The maximum exemption allowed is 10% of the concerned individual’s gross total income up to a limit of Rs. 1,50,000. Additional exemption of Rs. 50,000 for contributions is also allowed.
- A steady source of income for beneficiaries reaching 60 years
- Backed by the Indian government and regulated by Pension Funds Regulatory Authority of India (PFRDA).
- Launched to alleviate the financial worries of individuals who are employed in the unorganised sector
- In case of a beneficiary’s death, his/her spouse becomes entitled to the benefits. By terminating their account they can avail the entire corpus in a lump sum or choose to receive the same pension amount as the original beneficiary. If the beneficiary and his/her spouse die, a nominee shall be entitled to receive the entire corpus amount.
Who can invest?
- Any Indian citizen.
- Should possess an active mobile number.
- Contribution to the scheme for a minimum of 20 years.
- The age bracket is 18 years and 40 years.
- Must hold a bank account linked with his/her Aadhaar.
- Shall not be a beneficiary of any other social welfare scheme.
- Beneficiaries under the Swavalamban Scheme are eligible and thus migrated to this scheme.
How to apply? All banks in India are empowered to initiate a pension account under the APY.

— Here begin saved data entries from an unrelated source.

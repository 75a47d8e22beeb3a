//! 시스템 전반에서 사용되는 공통 타입.

mod decimal;
mod symbol;

pub use decimal::*;
pub use symbol::*;
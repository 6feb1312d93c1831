//! Environment configuration for the worker and API binaries.
//!
//! Both configs are read through a lookup function so tests can supply a map
//! instead of touching the process environment. Unparseable values fall back
//! to defaults.

use crate::converter::{DEFAULT_CONVERTER_PATH, DEFAULT_CONVERTER_TIMEOUT};
use crate::queue::DEFAULT_QUEUE_KEY;
use crate::telemetry::LogFormat;
use std::path::PathBuf;
use std::str::FromStr;
use std::time::Duration;

pub const DEFAULT_REDIS_URL: &str = "redis://127.0.0.1/";
pub const DEFAULT_STATUS_NAMESPACE: &str = "FileConversionStatus";
pub const DEFAULT_BUCKET: &str = "file-conversion-bucket";
pub const DEFAULT_REGION: &str = "us-east-1";
pub const DEFAULT_SERVICE_NAME: &str = "pdfconv-worker";

/// Settings shared by both services.
#[derive(Debug, Clone, PartialEq)]
pub struct CommonConfig {
    pub redis_url: String,
    pub status_namespace: String,
    pub event_queue_key: String,
    pub aws_region: String,
    pub s3_endpoint_url: Option<String>,
    pub log_format: LogFormat,
    pub otel_endpoint: Option<String>,
    pub otel_service_name: String,
}

#[derive(Debug, Clone, PartialEq)]
pub struct WorkerConfig {
    pub common: CommonConfig,
    pub concurrency: usize,
    pub converter_path: PathBuf,
    pub converter_timeout: Duration,
    /// `None` when `JOB_TIMEOUT_SECS=0`.
    pub job_timeout: Option<Duration>,
}

#[derive(Debug, Clone, PartialEq)]
pub struct ApiConfig {
    pub common: CommonConfig,
    pub bind_addr: String,
    pub bucket: String,
    pub max_upload_bytes: usize,
    pub publish_events: bool,
}

struct Env<F> {
    lookup: F,
}

impl<F> Env<F>
where
    F: Fn(&str) -> Option<String>,
{
    fn get(&self, key: &str) -> Option<String> {
        (self.lookup)(key).filter(|v| !v.trim().is_empty())
    }

    fn get_or(&self, key: &str, default: &str) -> String {
        self.get(key).unwrap_or_else(|| default.to_string())
    }

    fn get_parsed<T: FromStr>(&self, key: &str, default: T) -> T {
        self.get(key)
            .and_then(|v| v.trim().parse::<T>().ok())
            .unwrap_or(default)
    }

    fn get_bool(&self, key: &str, default: bool) -> bool {
        match self.get(key).map(|v| v.trim().to_ascii_lowercase()) {
            Some(v) if matches!(v.as_str(), "1" | "true" | "yes" | "on") => true,
            Some(v) if matches!(v.as_str(), "0" | "false" | "no" | "off") => false,
            _ => default,
        }
    }
}

impl CommonConfig {
    fn from_env<F: Fn(&str) -> Option<String>>(env: &Env<F>) -> Self {
        Self {
            redis_url: env.get_or("REDIS_URL", DEFAULT_REDIS_URL),
            status_namespace: env.get_or("STATUS_NAMESPACE", DEFAULT_STATUS_NAMESPACE),
            event_queue_key: env.get_or("EVENT_QUEUE_KEY", DEFAULT_QUEUE_KEY),
            aws_region: env.get_or("AWS_REGION", DEFAULT_REGION),
            s3_endpoint_url: env.get("S3_ENDPOINT_URL"),
            log_format: LogFormat::parse(&env.get_or("LOG_FORMAT", "text")),
            otel_endpoint: env.get("OTEL_EXPORTER_OTLP_ENDPOINT"),
            otel_service_name: env.get_or("OTEL_SERVICE_NAME", DEFAULT_SERVICE_NAME),
        }
    }
}

impl WorkerConfig {
    pub fn from_env() -> Self {
        Self::from_lookup(|key| std::env::var(key).ok())
    }

    pub fn from_lookup<F: Fn(&str) -> Option<String>>(lookup: F) -> Self {
        let env = Env { lookup };
        let job_timeout_secs: u64 = env.get_parsed("JOB_TIMEOUT_SECS", 300);

        Self {
            common: CommonConfig::from_env(&env),
            concurrency: env.get_parsed("WORKER_CONCURRENCY", 4usize).max(1),
            converter_path: PathBuf::from(env.get_or("DOCUMENT_CONVERTER_PATH", DEFAULT_CONVERTER_PATH)),
            converter_timeout: Duration::from_secs(env.get_parsed(
                "DOCUMENT_CONVERTER_TIMEOUT_SECS",
                DEFAULT_CONVERTER_TIMEOUT.as_secs(),
            )),
            job_timeout: (job_timeout_secs > 0).then(|| Duration::from_secs(job_timeout_secs)),
        }
    }
}

impl ApiConfig {
    pub fn from_env() -> Self {
        Self::from_lookup(|key| std::env::var(key).ok())
    }

    pub fn from_lookup<F: Fn(&str) -> Option<String>>(lookup: F) -> Self {
        let env = Env { lookup };
        Self {
            common: CommonConfig::from_env(&env),
            bind_addr: env.get_or("API_BIND_ADDR", "0.0.0.0:8000"),
            bucket: env.get_or("S3_BUCKET", DEFAULT_BUCKET),
            max_upload_bytes: env.get_parsed("MAX_UPLOAD_BYTES", 50 * 1024 * 1024),
            publish_events: env.get_bool("PUBLISH_UPLOAD_EVENTS", true),
        }
    }
}
//! Redis-based event queue feeding the conversion worker.

use crate::events::EventNotification;
use anyhow::{Context, Result};
use async_trait::async_trait;
use redis::{aio::ConnectionManager, AsyncCommands, Client};
use tracing::{debug, error, info};

/// Default Redis list holding pending event notifications.
pub const DEFAULT_QUEUE_KEY: &str = "pdfconv:events";

/// Seconds BLPOP waits before reporting an empty queue.
const DEQUEUE_TIMEOUT_SECS: f64 = 5.0;

/// Anything that can deliver an object-created notification to the worker.
#[async_trait]
pub trait EventPublisher: Send + Sync {
    async fn publish(&self, event: &EventNotification) -> Result<()>;
}

/// Where a consumer loop pulls notifications from.
#[async_trait]
pub trait EventSource: Send {
    /// Waits a bounded time for the next notification. `Ok(None)` means
    /// nothing usable arrived.
    async fn next_batch(&mut self) -> Result<Option<EventNotification>>;

    /// Notifications still waiting to be consumed.
    async fn queue_length(&mut self) -> Result<usize>;
}

/// Redis list of JSON-encoded [`EventNotification`]s.
///
/// Producers RPUSH, consumers BLPOP, so delivery is FIFO per list.
#[derive(Clone)]
pub struct EventQueue {
    /// Redis connection manager for async operations.
    pub conn: ConnectionManager,
    key: String,
}

impl EventQueue {
    /// Creates a new queue with the given Redis connection and list key.
    ///
    /// A consumer's BLPOP holds its connection for up to 5 seconds; use
    /// [`EventQueue::connect`] for consumers.
    pub fn new(conn: ConnectionManager, key: impl Into<String>) -> Self {
        Self {
            conn,
            key: key.into(),
        }
    }

    /// Opens a queue on its own connection, not shared with any other
    /// command traffic.
    pub async fn connect(client: &Client, key: impl Into<String>) -> Result<Self> {
        let conn = ConnectionManager::new(client.clone())
            .await
            .context("Failed to open queue connection")?;
        Ok(Self::new(conn, key))
    }
}

#[async_trait]
impl EventSource for EventQueue {
    /// Dequeues the next notification (blocking with timeout).
    ///
    /// Returns `Ok(None)` when no notification arrives within 5 seconds or
    /// when the popped payload is not a valid notification (it is logged
    /// and dropped).
    async fn next_batch(&mut self) -> Result<Option<EventNotification>> {
        let result: Option<(String, String)> = self
            .conn
            .blpop(&self.key, DEQUEUE_TIMEOUT_SECS)
            .await
            .context("Failed to pop event from queue")?;

        let Some((_key, payload)) = result else {
            return Ok(None);
        };

        match serde_json::from_str::<EventNotification>(&payload) {
            Ok(event) => {
                debug!(records = event.records.len(), "Dequeued event notification");
                Ok(Some(event))
            }
            Err(e) => {
                error!(error = %e, payload = %payload, "Discarding malformed event notification");
                Ok(None)
            }
        }
    }

    async fn queue_length(&mut self) -> Result<usize> {
        let len: usize = self
            .conn
            .llen(&self.key)
            .await
            .context("Failed to get queue length")?;
        Ok(len)
    }
}

#[async_trait]
impl EventPublisher for EventQueue {
    async fn publish(&self, event: &EventNotification) -> Result<()> {
        let payload = serde_json::to_string(event).context("Failed to serialize event")?;

        let mut conn = self.conn.clone();
        conn.rpush::<_, _, ()>(&self.key, &payload)
            .await
            .context("Failed to push event to queue")?;

        info!(records = event.records.len(), queue = %self.key, "Published event notification");
        Ok(())
    }
}
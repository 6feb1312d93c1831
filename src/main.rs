//! PDF Conversion Worker Service
//!
//! This worker consumes object-created notifications from a Redis queue and
//! converts each referenced upload to PDF, tracking progress in the status
//! store.
//!
//! ## Architecture
//!
//! - **Queue**: Redis list (`pdfconv:events`) of S3-style event notifications
//! - **Status**: Redis hashes (`{STATUS_NAMESPACE}:record:{file_id}`)
//! - **Storage**: S3 input `input/...`, output `output/{file_id}.pdf`
//! - **Converters**: image → PDF in-process, documents via unoconv
//! - **Telemetry**: OpenTelemetry OTLP export
//!
//! ## Configuration
//!
//! Environment variables (optionally from `.env`):
//! - `REDIS_URL`: Redis connection string (default: redis://127.0.0.1/)
//! - `WORKER_CONCURRENCY`: Number of concurrent workers (default: 4)
//! - `DOCUMENT_CONVERTER_PATH`, `DOCUMENT_CONVERTER_TIMEOUT_SECS`
//! - `JOB_TIMEOUT_SECS`: per-job deadline, 0 disables (default: 300)
//! - `AWS_REGION`, `S3_ENDPOINT_URL`
//! - `OTEL_EXPORTER_OTLP_ENDPOINT`: OTLP collector endpoint
//! - `RUST_LOG`: Log level (default: info), `LOG_FORMAT`: text or json

use anyhow::{Context, Result};
use pdfconv_worker::config::WorkerConfig;
use pdfconv_worker::converter::{DocumentToPdfConverter, ImageToPdfConverter};
use pdfconv_worker::processor::JobProcessor;
use pdfconv_worker::queue::EventQueue;
use pdfconv_worker::router::FormatRouter;
use pdfconv_worker::status_store::RedisStatusStore;
use pdfconv_worker::storage::S3Storage;
use pdfconv_worker::telemetry;
use pdfconv_worker::worker::run_consumer;
use redis::Client;
use std::sync::Arc;
use tokio::signal;
use tokio::sync::Semaphore;
use tokio_util::sync::CancellationToken;
use tracing::{info, warn};

#[tokio::main]
async fn main() -> Result<()> {
    dotenvy::dotenv().ok();
    let config = WorkerConfig::from_env();

    telemetry::init_tracing(config.common.log_format);

    if let Some(endpoint) = &config.common.otel_endpoint {
        if let Err(e) = telemetry::init_telemetry(endpoint, &config.common.otel_service_name) {
            warn!("Failed to initialize telemetry: {}", e);
        }
    }

    info!("Starting PDF conversion worker service");
    info!(
        "Configuration: redis_url={}, concurrency={}, converter={}, converter_timeout_secs={}",
        config.common.redis_url,
        config.concurrency,
        config.converter_path.display(),
        config.converter_timeout.as_secs()
    );

    // Status writes get their own connection; every consumer below opens
    // another one for its blocking pops.
    let client = Client::open(config.common.redis_url.as_str())
        .context("Failed to create Redis client")?;
    let status_conn = redis::aio::ConnectionManager::new(client.clone())
        .await
        .context("Failed to connect to Redis")?;

    info!("Connected to Redis");

    let storage = S3Storage::new(
        &config.common.aws_region,
        config.common.s3_endpoint_url.as_deref(),
    )
    .await;
    let status_store = RedisStatusStore::new(status_conn, config.common.status_namespace.clone());
    let router = FormatRouter::new(
        Arc::new(ImageToPdfConverter::new()),
        Arc::new(DocumentToPdfConverter::new(
            config.converter_path.clone(),
            config.converter_timeout,
        )),
    );
    let processor = Arc::new(
        JobProcessor::new(Arc::new(status_store), Arc::new(storage), router)
            .with_job_timeout(config.job_timeout),
    );

    // Create shared resources
    let semaphore = Arc::new(Semaphore::new(config.concurrency));
    let shutdown = CancellationToken::new();

    // Spawn worker tasks
    let mut handles = vec![];
    for worker_id in 0..config.concurrency {
        let queue = EventQueue::connect(&client, config.common.event_queue_key.clone())
            .await
            .with_context(|| format!("Worker {} failed to connect to the queue", worker_id))?;

        handles.push(tokio::spawn(run_consumer(
            worker_id,
            queue,
            semaphore.clone(),
            processor.clone(),
            shutdown.clone(),
        )));
    }

    // Wait for shutdown signal
    info!("Worker service ready, press Ctrl+C to shutdown");
    signal::ctrl_c().await.context("Failed to listen for Ctrl+C")?;

    info!("Received shutdown signal, waiting for workers to finish...");
    shutdown.cancel();

    for handle in handles {
        let _ = handle.await;
    }

    // Wait for in-flight batches by reclaiming every permit.
    let _ = semaphore.acquire_many(config.concurrency as u32).await;

    telemetry::shutdown_telemetry();
    info!("Worker service shutdown complete");
    Ok(())
}
//! Office and text documents to PDF through an external converter process.

use super::ConversionStrategy;
use crate::error::ConversionError;
use async_trait::async_trait;
use std::path::PathBuf;
use std::process::Stdio;
use std::time::Duration;
use tokio::process::Command;
use tracing::{info, warn};

/// Default converter binary, invoked as `<bin> -f pdf -o <output> <input>`.
pub const DEFAULT_CONVERTER_PATH: &str = "/opt/bin/unoconv";

/// Default bound on one converter run.
pub const DEFAULT_CONVERTER_TIMEOUT: Duration = Duration::from_secs(120);

/// Longest slice of converter output carried into an error message.
const MAX_DETAIL_CHARS: usize = 2000;

/// Runs an unoconv-compatible converter in a private temp directory.
///
/// The child is killed if it outlives `timeout`.
pub struct DocumentToPdfConverter {
    program: PathBuf,
    timeout: Duration,
}

impl DocumentToPdfConverter {
    pub fn new(program: impl Into<PathBuf>, timeout: Duration) -> Self {
        Self {
            program: program.into(),
            timeout,
        }
    }
}

impl Default for DocumentToPdfConverter {
    fn default() -> Self {
        Self::new(DEFAULT_CONVERTER_PATH, DEFAULT_CONVERTER_TIMEOUT)
    }
}

fn tool_error(detail: impl Into<String>) -> ConversionError {
    ConversionError::ExternalTool(detail.into())
}

/// Prefers stderr, falls back to stdout, trimmed and bounded.
fn failure_detail(stderr: &[u8], stdout: &[u8]) -> String {
    let stderr = String::from_utf8_lossy(stderr);
    let stdout = String::from_utf8_lossy(stdout);
    let text = if stderr.trim().is_empty() {
        stdout.trim()
    } else {
        stderr.trim()
    };
    text.chars().take(MAX_DETAIL_CHARS).collect()
}

#[async_trait]
impl ConversionStrategy for DocumentToPdfConverter {
    fn name(&self) -> &'static str {
        "document"
    }

    async fn convert(&self, input: Vec<u8>, extension: &str) -> Result<Vec<u8>, ConversionError> {
        let workdir = tempfile::tempdir()
            .map_err(|e| tool_error(format!("Failed to create work directory: {}", e)))?;
        let input_path = workdir.path().join(format!("input.{}", extension));
        let output_path = workdir.path().join("output.pdf");

        tokio::fs::write(&input_path, &input)
            .await
            .map_err(|e| tool_error(format!("Failed to stage input document: {}", e)))?;

        info!(
            program = %self.program.display(),
            size_bytes = input.len(),
            extension = %extension,
            "Running document converter"
        );

        let child = Command::new(&self.program)
            .arg("-f")
            .arg("pdf")
            .arg("-o")
            .arg(&output_path)
            .arg(&input_path)
            .current_dir(workdir.path())
            .stdin(Stdio::null())
            .stdout(Stdio::piped())
            .stderr(Stdio::piped())
            .kill_on_drop(true)
            .spawn()
            .map_err(|e| {
                tool_error(format!(
                    "Failed to start {}: {}",
                    self.program.display(),
                    e
                ))
            })?;

        let output = match tokio::time::timeout(self.timeout, child.wait_with_output()).await {
            Ok(result) => result.map_err(|e| tool_error(format!("Failed to wait for converter: {}", e)))?,
            Err(_) => {
                warn!(
                    program = %self.program.display(),
                    timeout_secs = self.timeout.as_secs(),
                    "Document converter timed out"
                );
                return Err(tool_error(format!(
                    "{} timed out after {}s",
                    self.program.display(),
                    self.timeout.as_secs()
                )));
            }
        };

        if !output.status.success() {
            let detail = failure_detail(&output.stderr, &output.stdout);
            return Err(tool_error(if detail.is_empty() {
                format!("{} exited with {}", self.program.display(), output.status)
            } else {
                format!(
                    "{} exited with {}: {}",
                    self.program.display(),
                    output.status,
                    detail
                )
            }));
        }

        let pdf_data = tokio::fs::read(&output_path).await.map_err(|e| {
            tool_error(format!(
                "{} produced no output file: {}",
                self.program.display(),
                e
            ))
        })?;

        info!("Document PDF complete: {} bytes", pdf_data.len());
        Ok(pdf_data)
    }
}
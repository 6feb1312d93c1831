//! PDF Conversion API Service
//!
//! Accepts uploads, records them as PENDING, stores them in S3 and publishes
//! an object-created notification for the worker. Also serves status
//! lookups and aggregate statistics.
//!
//! ## Configuration
//!
//! Environment variables (optionally from `.env`):
//! - `API_BIND_ADDR`: listen address (default: 0.0.0.0:8000)
//! - `S3_BUCKET`: bucket for uploads and output (default: file-conversion-bucket)
//! - `REDIS_URL`, `STATUS_NAMESPACE`, `EVENT_QUEUE_KEY`
//! - `MAX_UPLOAD_BYTES`, `PUBLISH_UPLOAD_EVENTS`
//! - `RUST_LOG`, `LOG_FORMAT`, `OTEL_EXPORTER_OTLP_ENDPOINT`

use anyhow::{Context, Result};
use pdfconv_worker::api::{self, ApiState};
use pdfconv_worker::config::ApiConfig;
use pdfconv_worker::queue::{EventPublisher, EventQueue};
use pdfconv_worker::status_store::RedisStatusStore;
use pdfconv_worker::storage::S3Storage;
use pdfconv_worker::telemetry;
use std::sync::Arc;
use tracing::{info, warn};

#[tokio::main]
async fn main() -> Result<()> {
    dotenvy::dotenv().ok();
    let config = ApiConfig::from_env();

    telemetry::init_tracing(config.common.log_format);

    if let Some(endpoint) = &config.common.otel_endpoint {
        if let Err(e) = telemetry::init_telemetry(endpoint, &config.common.otel_service_name) {
            warn!("Failed to initialize telemetry: {}", e);
        }
    }

    info!("Starting PDF conversion API service");

    let client = redis::Client::open(config.common.redis_url.as_str())
        .context("Failed to create Redis client")?;
    let conn = redis::aio::ConnectionManager::new(client)
        .await
        .context("Failed to connect to Redis")?;

    info!("Connected to Redis");

    let storage = S3Storage::new(
        &config.common.aws_region,
        config.common.s3_endpoint_url.as_deref(),
    )
    .await;

    let events: Option<Arc<dyn EventPublisher>> = if config.publish_events {
        Some(Arc::new(EventQueue::new(
            conn.clone(),
            config.common.event_queue_key.clone(),
        )))
    } else {
        None
    };

    let state = ApiState {
        status_store: Arc::new(RedisStatusStore::new(
            conn,
            config.common.status_namespace.clone(),
        )),
        storage: Arc::new(storage),
        bucket: config.bucket.clone(),
        events,
    };

    let app = api::router(state, config.max_upload_bytes);

    let listener = tokio::net::TcpListener::bind(&config.bind_addr)
        .await
        .with_context(|| format!("Failed to bind {}", config.bind_addr))?;
    info!("API listening on http://{}", config.bind_addr);

    axum::serve(listener, app)
        .with_graceful_shutdown(async {
            let _ = tokio::signal::ctrl_c().await;
            info!("Received shutdown signal");
        })
        .await
        .context("API server failed")?;

    telemetry::shutdown_telemetry();
    Ok(())
}
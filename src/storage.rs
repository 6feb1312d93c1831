//! Object storage for uploaded input and converted output.

use crate::error::StorageError;
use async_trait::async_trait;
use aws_sdk_s3::config::{BehaviorVersion, Region};
use aws_sdk_s3::primitives::ByteStream;
use aws_sdk_s3::Client;
use std::collections::HashMap;
use tokio::sync::RwLock;
use tracing::{error, info};

#[async_trait]
pub trait ObjectStorage: Send + Sync {
    async fn download(&self, bucket: &str, key: &str) -> Result<Vec<u8>, StorageError>;

    async fn upload(
        &self,
        bucket: &str,
        key: &str,
        data: Vec<u8>,
        content_type: &str,
    ) -> Result<(), StorageError>;
}

/// S3 (or S3-compatible) object storage.
#[derive(Clone)]
pub struct S3Storage {
    client: Client,
}

impl S3Storage {
    /// Builds a client from the ambient AWS configuration.
    ///
    /// `endpoint_url` points at an S3-compatible service (MinIO, LocalStack)
    /// and switches to path-style addressing.
    pub async fn new(region: &str, endpoint_url: Option<&str>) -> Self {
        let shared = aws_config::defaults(BehaviorVersion::latest())
            .region(Region::new(region.to_string()))
            .load()
            .await;

        let mut builder = aws_sdk_s3::config::Builder::from(&shared);
        if let Some(endpoint) = endpoint_url {
            builder = builder.endpoint_url(endpoint).force_path_style(true);
        }

        info!(region = %region, endpoint = ?endpoint_url, "S3 client configured");
        Self {
            client: Client::from_conf(builder.build()),
        }
    }
}

#[async_trait]
impl ObjectStorage for S3Storage {
    async fn download(&self, bucket: &str, key: &str) -> Result<Vec<u8>, StorageError> {
        let download_error = |reason: String| StorageError::Download {
            bucket: bucket.to_string(),
            key: key.to_string(),
            reason,
        };

        let output = self
            .client
            .get_object()
            .bucket(bucket)
            .key(key)
            .send()
            .await
            .map_err(|e| download_error(aws_sdk_s3::error::DisplayErrorContext(e).to_string()))?;

        let data = output
            .body
            .collect()
            .await
            .map_err(|e| download_error(e.to_string()))?
            .into_bytes();

        info!(bucket = %bucket, key = %key, size_bytes = data.len(), "Downloaded object");
        Ok(data.to_vec())
    }

    async fn upload(
        &self,
        bucket: &str,
        key: &str,
        data: Vec<u8>,
        content_type: &str,
    ) -> Result<(), StorageError> {
        let size = data.len();
        self.client
            .put_object()
            .bucket(bucket)
            .key(key)
            .content_type(content_type)
            .body(ByteStream::from(data))
            .send()
            .await
            .map_err(|e| {
                let reason = aws_sdk_s3::error::DisplayErrorContext(e).to_string();
                error!(bucket = %bucket, key = %key, error = %reason, "S3 upload failed");
                StorageError::Upload {
                    bucket: bucket.to_string(),
                    key: key.to_string(),
                    reason,
                }
            })?;

        info!(bucket = %bucket, key = %key, size_bytes = size, "Uploaded object");
        Ok(())
    }
}

/// Object storage held in process memory, keyed by `(bucket, key)`.
#[derive(Default)]
pub struct InMemoryStorage {
    objects: RwLock<HashMap<(String, String), StoredObject>>,
}

#[derive(Debug, Clone, PartialEq, Eq)]
pub struct StoredObject {
    pub data: Vec<u8>,
    pub content_type: String,
}

impl InMemoryStorage {
    pub fn new() -> Self {
        Self::default()
    }

    pub async fn put(&self, bucket: &str, key: &str, data: Vec<u8>) {
        self.objects.write().await.insert(
            (bucket.to_string(), key.to_string()),
            StoredObject {
                data,
                content_type: "application/octet-stream".to_string(),
            },
        );
    }

    pub async fn object(&self, bucket: &str, key: &str) -> Option<StoredObject> {
        self.objects
            .read()
            .await
            .get(&(bucket.to_string(), key.to_string()))
            .cloned()
    }
}

#[async_trait]
impl ObjectStorage for InMemoryStorage {
    async fn download(&self, bucket: &str, key: &str) -> Result<Vec<u8>, StorageError> {
        self.object(bucket, key)
            .await
            .map(|object| object.data)
            .ok_or_else(|| StorageError::Download {
                bucket: bucket.to_string(),
                key: key.to_string(),
                reason: "NoSuchKey".to_string(),
            })
    }

    async fn upload(
        &self,
        bucket: &str,
        key: &str,
        data: Vec<u8>,
        content_type: &str,
    ) -> Result<(), StorageError> {
        self.objects.write().await.insert(
            (bucket.to_string(), key.to_string()),
            StoredObject {
                data,
                content_type: content_type.to_string(),
            },
        );
        Ok(())
    }
}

- Visit the nearest branch of the bank where you have an account(savings account)
- Duly fill out the application form with required details.
- Submit it along with two photocopies of your Aadhaar card.
- Provide your active mobile number.
The application form from the official website of a bank can be downloaded and then follow the steps mentioned above.
- One needs to nominate another individual and subsequently provide their KYC details when applying for APY.
- One individual can only have a single pension account under this scheme.